■ EXERCISE MATERIAL ■
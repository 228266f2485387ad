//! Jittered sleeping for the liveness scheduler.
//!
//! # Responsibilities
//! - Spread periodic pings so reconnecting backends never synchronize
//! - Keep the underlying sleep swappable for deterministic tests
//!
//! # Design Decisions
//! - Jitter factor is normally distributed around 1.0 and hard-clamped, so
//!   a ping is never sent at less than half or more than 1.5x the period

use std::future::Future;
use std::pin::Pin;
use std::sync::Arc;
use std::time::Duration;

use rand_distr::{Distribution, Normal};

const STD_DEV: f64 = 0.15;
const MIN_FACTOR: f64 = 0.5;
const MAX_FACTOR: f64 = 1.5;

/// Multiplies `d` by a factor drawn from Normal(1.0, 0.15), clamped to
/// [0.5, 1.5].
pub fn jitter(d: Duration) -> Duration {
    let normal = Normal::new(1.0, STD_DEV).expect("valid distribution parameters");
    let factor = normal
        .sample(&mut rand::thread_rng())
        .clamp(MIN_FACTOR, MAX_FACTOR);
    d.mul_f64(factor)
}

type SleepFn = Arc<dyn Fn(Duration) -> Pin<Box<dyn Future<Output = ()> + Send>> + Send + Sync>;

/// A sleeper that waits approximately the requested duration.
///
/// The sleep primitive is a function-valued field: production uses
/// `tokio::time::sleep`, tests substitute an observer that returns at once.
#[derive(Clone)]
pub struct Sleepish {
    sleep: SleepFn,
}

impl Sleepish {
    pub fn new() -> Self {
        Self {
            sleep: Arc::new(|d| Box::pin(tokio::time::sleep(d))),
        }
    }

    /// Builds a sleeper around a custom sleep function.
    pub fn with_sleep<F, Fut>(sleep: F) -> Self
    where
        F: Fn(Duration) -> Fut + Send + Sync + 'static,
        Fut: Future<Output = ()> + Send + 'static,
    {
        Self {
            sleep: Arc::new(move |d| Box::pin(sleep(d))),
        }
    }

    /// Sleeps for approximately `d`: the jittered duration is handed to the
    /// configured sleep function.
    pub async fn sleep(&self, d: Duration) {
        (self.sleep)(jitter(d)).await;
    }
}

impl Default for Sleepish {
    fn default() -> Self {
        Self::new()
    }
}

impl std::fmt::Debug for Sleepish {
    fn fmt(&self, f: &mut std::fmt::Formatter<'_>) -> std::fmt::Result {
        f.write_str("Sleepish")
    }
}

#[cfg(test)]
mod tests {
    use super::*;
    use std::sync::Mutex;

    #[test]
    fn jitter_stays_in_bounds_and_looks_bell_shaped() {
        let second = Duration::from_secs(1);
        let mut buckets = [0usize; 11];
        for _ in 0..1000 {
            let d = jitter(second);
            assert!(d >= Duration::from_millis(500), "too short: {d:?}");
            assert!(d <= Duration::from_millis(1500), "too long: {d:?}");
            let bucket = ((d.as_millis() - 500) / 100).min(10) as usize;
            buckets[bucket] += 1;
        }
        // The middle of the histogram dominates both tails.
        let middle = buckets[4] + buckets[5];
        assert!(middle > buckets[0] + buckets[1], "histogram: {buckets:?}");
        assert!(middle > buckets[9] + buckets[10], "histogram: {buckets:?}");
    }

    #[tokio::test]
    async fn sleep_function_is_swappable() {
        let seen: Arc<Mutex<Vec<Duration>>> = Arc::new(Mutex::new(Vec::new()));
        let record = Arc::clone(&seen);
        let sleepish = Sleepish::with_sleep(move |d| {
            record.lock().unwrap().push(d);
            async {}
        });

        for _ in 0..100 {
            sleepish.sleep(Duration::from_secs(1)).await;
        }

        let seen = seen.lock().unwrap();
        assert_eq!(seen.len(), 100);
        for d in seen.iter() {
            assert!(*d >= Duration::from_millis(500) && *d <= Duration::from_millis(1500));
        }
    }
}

■ EXERCISE PROMPT ■
Going through the material above, work out how many lines contain the string "second" and give only that figure.

■ TASK RESPONSE ■
2